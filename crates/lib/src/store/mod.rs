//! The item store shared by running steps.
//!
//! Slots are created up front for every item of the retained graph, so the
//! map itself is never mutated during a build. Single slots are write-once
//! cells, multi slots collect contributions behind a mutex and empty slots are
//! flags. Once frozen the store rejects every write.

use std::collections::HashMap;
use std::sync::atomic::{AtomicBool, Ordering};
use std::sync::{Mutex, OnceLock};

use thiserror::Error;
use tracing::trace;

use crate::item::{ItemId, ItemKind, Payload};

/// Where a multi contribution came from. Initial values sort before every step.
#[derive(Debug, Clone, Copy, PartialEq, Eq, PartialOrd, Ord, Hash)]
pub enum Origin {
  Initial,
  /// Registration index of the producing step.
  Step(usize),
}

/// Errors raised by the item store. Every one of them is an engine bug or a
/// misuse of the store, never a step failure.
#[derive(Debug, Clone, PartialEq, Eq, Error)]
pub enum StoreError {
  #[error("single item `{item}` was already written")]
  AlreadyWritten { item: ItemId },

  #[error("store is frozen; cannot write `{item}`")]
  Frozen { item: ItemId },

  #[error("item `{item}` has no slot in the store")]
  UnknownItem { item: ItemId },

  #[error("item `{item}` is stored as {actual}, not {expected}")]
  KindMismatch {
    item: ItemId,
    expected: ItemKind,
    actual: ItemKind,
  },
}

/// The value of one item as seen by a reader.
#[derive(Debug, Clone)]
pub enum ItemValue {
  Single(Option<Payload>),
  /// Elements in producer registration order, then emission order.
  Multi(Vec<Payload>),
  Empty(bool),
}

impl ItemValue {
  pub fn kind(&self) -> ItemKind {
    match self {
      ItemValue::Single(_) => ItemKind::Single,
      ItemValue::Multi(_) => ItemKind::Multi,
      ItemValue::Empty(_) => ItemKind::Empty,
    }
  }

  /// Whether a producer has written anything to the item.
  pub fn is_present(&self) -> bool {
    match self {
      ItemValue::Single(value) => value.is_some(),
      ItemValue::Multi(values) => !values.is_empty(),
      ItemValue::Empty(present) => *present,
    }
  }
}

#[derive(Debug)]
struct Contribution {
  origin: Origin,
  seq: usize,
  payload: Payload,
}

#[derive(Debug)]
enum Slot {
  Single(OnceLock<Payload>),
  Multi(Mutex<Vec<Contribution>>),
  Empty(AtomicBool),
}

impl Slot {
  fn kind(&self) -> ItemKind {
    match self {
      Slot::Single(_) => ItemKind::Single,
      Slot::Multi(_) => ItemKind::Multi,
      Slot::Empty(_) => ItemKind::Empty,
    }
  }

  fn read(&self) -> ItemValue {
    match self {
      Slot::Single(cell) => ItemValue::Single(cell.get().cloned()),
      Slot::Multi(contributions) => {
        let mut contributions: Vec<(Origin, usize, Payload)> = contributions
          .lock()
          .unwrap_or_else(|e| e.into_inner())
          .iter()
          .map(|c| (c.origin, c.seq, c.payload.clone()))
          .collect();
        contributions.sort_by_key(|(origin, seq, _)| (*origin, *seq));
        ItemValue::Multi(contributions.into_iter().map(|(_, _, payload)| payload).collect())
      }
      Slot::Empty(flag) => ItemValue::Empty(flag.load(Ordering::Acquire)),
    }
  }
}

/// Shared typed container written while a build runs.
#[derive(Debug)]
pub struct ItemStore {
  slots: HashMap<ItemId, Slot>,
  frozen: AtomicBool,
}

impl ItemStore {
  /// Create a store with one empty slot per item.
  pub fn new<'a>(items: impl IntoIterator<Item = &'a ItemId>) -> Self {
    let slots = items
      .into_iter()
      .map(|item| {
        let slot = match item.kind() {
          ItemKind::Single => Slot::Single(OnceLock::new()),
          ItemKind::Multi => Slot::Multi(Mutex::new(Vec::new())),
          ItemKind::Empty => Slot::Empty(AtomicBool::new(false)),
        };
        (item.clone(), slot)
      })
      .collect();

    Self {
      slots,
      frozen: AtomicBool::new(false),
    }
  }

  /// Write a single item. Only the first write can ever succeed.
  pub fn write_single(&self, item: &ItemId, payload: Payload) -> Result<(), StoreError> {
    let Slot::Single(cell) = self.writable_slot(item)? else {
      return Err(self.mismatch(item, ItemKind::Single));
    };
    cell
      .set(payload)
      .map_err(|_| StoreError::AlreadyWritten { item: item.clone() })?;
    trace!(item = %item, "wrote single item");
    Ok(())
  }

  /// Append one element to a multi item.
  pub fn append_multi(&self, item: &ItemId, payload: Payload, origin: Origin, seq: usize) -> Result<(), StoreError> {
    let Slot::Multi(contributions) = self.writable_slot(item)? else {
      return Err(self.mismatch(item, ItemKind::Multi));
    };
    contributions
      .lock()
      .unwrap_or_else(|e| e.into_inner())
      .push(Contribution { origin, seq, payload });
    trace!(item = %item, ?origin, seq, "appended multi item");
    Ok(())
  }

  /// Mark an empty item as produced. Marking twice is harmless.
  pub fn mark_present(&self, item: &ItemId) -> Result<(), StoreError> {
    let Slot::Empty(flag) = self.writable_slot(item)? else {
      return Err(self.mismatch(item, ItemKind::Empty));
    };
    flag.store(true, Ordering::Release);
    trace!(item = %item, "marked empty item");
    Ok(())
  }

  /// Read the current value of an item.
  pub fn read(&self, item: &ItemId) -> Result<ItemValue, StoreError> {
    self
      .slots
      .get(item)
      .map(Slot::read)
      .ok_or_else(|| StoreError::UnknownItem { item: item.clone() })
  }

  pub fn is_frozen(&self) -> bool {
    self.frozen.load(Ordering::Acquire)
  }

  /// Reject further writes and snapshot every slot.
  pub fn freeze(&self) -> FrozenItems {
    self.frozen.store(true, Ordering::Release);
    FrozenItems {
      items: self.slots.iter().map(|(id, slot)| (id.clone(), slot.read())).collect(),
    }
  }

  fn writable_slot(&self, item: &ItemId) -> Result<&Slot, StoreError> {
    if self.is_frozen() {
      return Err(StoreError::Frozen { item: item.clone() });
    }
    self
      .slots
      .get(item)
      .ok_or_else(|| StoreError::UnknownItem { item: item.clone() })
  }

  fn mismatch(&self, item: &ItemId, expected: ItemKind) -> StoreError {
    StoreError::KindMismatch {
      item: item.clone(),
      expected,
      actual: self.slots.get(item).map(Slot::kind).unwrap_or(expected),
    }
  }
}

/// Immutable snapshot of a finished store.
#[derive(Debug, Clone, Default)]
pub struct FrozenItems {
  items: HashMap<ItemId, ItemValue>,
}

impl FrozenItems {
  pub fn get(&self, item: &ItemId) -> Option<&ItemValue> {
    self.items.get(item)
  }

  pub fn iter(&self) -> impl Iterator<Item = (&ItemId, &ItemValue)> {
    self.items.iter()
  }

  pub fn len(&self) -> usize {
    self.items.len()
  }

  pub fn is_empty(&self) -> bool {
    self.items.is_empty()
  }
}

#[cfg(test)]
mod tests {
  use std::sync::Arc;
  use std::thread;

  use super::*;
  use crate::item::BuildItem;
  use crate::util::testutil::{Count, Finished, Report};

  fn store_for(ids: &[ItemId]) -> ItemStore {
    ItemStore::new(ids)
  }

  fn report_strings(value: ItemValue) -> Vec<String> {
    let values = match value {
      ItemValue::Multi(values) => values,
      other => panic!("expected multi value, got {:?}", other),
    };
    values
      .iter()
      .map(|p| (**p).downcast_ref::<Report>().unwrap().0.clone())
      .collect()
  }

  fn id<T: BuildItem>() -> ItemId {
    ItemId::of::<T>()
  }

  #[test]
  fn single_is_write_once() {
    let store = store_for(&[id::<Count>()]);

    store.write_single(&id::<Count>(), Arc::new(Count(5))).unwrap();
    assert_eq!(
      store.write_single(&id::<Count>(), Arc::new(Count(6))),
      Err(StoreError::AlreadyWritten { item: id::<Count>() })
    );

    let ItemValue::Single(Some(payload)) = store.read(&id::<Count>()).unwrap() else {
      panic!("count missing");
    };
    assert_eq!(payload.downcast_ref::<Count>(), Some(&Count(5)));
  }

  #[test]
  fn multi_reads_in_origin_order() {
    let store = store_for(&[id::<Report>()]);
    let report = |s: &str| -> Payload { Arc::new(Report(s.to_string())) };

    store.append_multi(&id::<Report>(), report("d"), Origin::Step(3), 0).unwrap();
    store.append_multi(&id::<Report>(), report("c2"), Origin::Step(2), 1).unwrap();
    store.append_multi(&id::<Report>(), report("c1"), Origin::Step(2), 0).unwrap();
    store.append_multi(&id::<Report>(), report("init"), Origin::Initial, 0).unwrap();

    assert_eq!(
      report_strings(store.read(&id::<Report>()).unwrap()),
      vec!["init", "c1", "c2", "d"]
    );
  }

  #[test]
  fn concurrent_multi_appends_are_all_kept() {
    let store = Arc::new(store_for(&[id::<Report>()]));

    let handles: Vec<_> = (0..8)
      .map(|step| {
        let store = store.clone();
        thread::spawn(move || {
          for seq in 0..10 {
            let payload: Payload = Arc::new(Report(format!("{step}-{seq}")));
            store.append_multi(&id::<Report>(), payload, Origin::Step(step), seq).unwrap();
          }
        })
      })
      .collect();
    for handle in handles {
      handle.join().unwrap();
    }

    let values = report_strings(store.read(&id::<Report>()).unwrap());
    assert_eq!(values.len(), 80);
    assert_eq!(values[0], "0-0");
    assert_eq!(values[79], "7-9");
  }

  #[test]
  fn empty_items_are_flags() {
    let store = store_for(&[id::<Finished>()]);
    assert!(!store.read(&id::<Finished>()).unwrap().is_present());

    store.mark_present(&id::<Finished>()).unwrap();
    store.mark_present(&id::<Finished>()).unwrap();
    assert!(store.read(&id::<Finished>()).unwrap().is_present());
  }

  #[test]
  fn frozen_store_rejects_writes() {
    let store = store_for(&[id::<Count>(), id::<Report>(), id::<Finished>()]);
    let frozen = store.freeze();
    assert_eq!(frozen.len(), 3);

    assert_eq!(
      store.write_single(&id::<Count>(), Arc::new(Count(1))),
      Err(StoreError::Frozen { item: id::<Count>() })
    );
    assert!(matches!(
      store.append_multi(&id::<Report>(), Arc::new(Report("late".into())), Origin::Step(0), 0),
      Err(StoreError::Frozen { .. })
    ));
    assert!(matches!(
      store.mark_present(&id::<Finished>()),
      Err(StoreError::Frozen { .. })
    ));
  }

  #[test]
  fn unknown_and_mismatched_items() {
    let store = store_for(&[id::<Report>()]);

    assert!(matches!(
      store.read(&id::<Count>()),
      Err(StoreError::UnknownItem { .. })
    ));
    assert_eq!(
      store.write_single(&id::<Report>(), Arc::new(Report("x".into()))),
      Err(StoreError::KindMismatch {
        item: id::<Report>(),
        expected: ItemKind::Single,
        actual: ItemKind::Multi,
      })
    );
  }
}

=== Task to complete ===
Extract each line from the listing that holds the word "snapshot".

=== Written solution ===
  /// Reject further writes and snapshot every slot.
/// Immutable snapshot of a finished store.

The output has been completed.